Dyer builds in references to many other films, be they war movies, classics or not-so-classics, and quotes from many sources about the film including Clive James and Burton’s diaries, and poets and playwrights from Rilke to Shakespeare get mentions. This may be an erudite essay, but it never gets up itself as from the first page to the last, Dyer’s love and enjoyment of the film comes through.
He is particularly good when writing about Clint Eastwood’s near static facial expressions – comparing and contrasting:
But in terms of the non-manifestation of whatever is going on inside – or, possibly, the clear manifestation of an interior nothingness – Steve McQueen was the master. By comparison with McQueen, Eastwood was the Jim Carrey of his day, a virtuoso gymnast of the visage. …

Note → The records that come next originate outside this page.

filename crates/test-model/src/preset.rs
use bhaiya_model::ErrorKind;
use serde::{Deserialize, Serialize};

/// The events in a preset response.
#[derive(Clone, Debug, PartialEq, Eq, Hash, Serialize, Deserialize)]
#[serde(tag = "type", content = "data")]
pub enum PresetEvent {
    #[serde(rename = "message_delta")]
    MessageDelta(String),
}

/// How a preset response should fail.
#[derive(Clone, Debug, PartialEq, Eq, Hash, Serialize, Deserialize)]
pub struct PresetFailure {
    /// The error kind reported to the caller.
    pub kind: ErrorKind,
    /// The error message.
    pub message: String,
}

/// The preset response for one request.
#[derive(Clone, Debug, PartialEq, Eq, Hash, Serialize, Deserialize)]
pub struct PresetResponse {
    /// Events in this response.
    pub events: Vec<PresetEvent>,
    /// If set, the response fails after delivering `events`. With no
    /// events, the request itself fails.
    pub failure: Option<PresetFailure>,
}

impl PresetResponse {
    /// Creates a `PresetResponse` with the specified events.
    #[inline]
    pub fn with_events(events: impl Into<Vec<PresetEvent>>) -> Self {
        Self {
            events: events.into(),
            failure: None,
        }
    }

    /// Creates a `PresetResponse` that streams `text` word by word.
    pub fn with_text(text: &str) -> Self {
        let mut events = Vec::new();
        let mut rest = text;
        while !rest.is_empty() {
            let end = rest
                .char_indices()
                .skip(1)
                .find(|(_, c)| *c == ' ')
                .map(|(idx, _)| idx)
                .unwrap_or(rest.len());
            events.push(PresetEvent::MessageDelta(rest[..end].to_owned()));
            rest = &rest[end..];
        }
        Self::with_events(events)
    }

    /// Creates a `PresetResponse` that fails right away.
    #[inline]
    pub fn failing(kind: ErrorKind) -> Self {
        Self::with_events(Vec::new()).with_failure(kind, "preset failure")
    }

    /// Makes the response fail after its events are delivered.
    #[inline]
    pub fn with_failure(
        mut self,
        kind: ErrorKind,
        message: impl Into<String>,
    ) -> Self {
        self.failure = Some(PresetFailure {
            kind,
            message: message.into(),
        });
        self
    }
}

#[cfg(test)]
mod tests {
    use super::*;

    #[test]
    fn test_serialize_deserialize() {
        let response = PresetResponse::with_events([
            PresetEvent::MessageDelta("Hello, ".to_string()),
            PresetEvent::MessageDelta("friend!".to_string()),
        ])
        .with_failure(ErrorKind::RateLimitExceeded, "slow down");

        let serialized = serde_json::to_string(&response).unwrap();
        let deserialized: PresetResponse =
            serde_json::from_str(&serialized).unwrap();

        assert_eq!(response, deserialized);
    }

    #[test]
    fn test_with_text() {
        let response = PresetResponse::with_text("How are you?");
        assert_eq!(
            response.events,
            vec![
                PresetEvent::MessageDelta("How".to_owned()),
                PresetEvent::MessageDelta(" are".to_owned()),
                PresetEvent::MessageDelta(" you?".to_owned()),
            ]
        );
    }
}
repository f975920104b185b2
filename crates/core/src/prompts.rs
//! Fixed prompt texts.

/// The persona every chat completion starts with.
pub const PERSONA: &str = "\
You are Bhaiya AI, a warm and enthusiastic expert who loves sharing knowledge \
with the curiosity of a lifelong learner and the wisdom of a mentor. \
Here's how you should respond:

- Start with genuine excitement about the question (\"Oh, what a great question!\" or \"I love discussing this!\")
- Use a warm, personal tone as if chatting with a friend who shares your passion for learning
- Include phrases like \"you know\", \"isn't it fascinating\", \"I find it amazing how...\"
- Share your enthusiasm while explaining complex topics
- Make connections to everyday experiences and relatable examples
- Structure your responses clearly while keeping the friendly tone
- Include relevant stories and interesting context
- Aim for thorough but engaging responses (4-5 conversational paragraphs)

For complex topics:
1. Start with a friendly overview that builds excitement
2. Share insights with genuine enthusiasm
3. Connect to real-world implications that matter to people
4. End with thought-provoking possibilities that inspire curiosity

Remember to be both a knowledgeable friend and a passionate expert, making \
every interaction feel like an engaging conversation over coffee.";

/// Asks for a short conversation title. `{message}` is replaced with the
/// first user message.
pub const TITLE_TEMPLATE: &str = "\
Summarize the following message as a conversation title of 4-5 words. \
Reply with the title only, without quotes or punctuation at the end.

Message: {message}";

/// Asks for four example prompts, one per line.
pub const SUGGESTIONS_PROMPT: &str = "\
Generate 4 short and diverse example prompts a curious person might ask an \
AI assistant, covering different areas such as technology, creativity, \
learning and everyday life. Put each prompt on its own line, optionally \
prefixed with a bold category like **Tech:**. Do not number them and do not \
add any other text.";

/// Renders [`TITLE_TEMPLATE`].
#[inline]
pub fn title_prompt(message: &str) -> String {
    TITLE_TEMPLATE.replace("{message}", message)
}
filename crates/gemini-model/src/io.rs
mod chunks;
mod sse;

pub use chunks::{Chunks, Error as ChunksError};
pub use sse::{Error as SseError, Sse};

It helps that McQueen’s face has no distinguishing features apart from the eyes; Eastwood is strikingly handsome, gorgeous, but he has that essential ability – especially important when playing the part of a cowboy or gunslinger – to be seen to be gazing into the middle distance even when doing up-close work such as obsessively lubing his Schmeisser.
Then a few pages later, I fell about laughing:
Back at the bar, he and Eastwood inhale a couple og cognacs before Burton slips off to the woodshed, leaving Eastwood to keep any eye on things, i.e. to squint. But he’s not just squinting, he’s squinting in German.
I haven’t even got to the iconic scenes involving the escape from the Schloss and the cable car fight yet, which Dyer dissects with now typical wit.
Although Dyer states at the outset that he decided to concentrate on the film itself, its story and its characters rather than the technical challenges and the evolution of the film, at times, I would have welcomed some more commentary on these aspects. Also missing is any real mention of the soundtrack: the theme by Ron Goodwin with its ‘Rat-a-tat-a-tat-a-tat’ machine gun motif and fugue-like development after the main melody sets the scene perfectly for the opening of the movie.
That said, I enjoyed every page of this engaging short book, polishing it off in one sitting and going online to order a copy of the film to view once again!
Annabel is one of the Shiny Editors.
Geoff Dyer, ‘Broadsword Calling Danny Boy’: On Where Eagles Dare (Penguin, 2018) ISBN 9780141987620, paperback, 128 pages.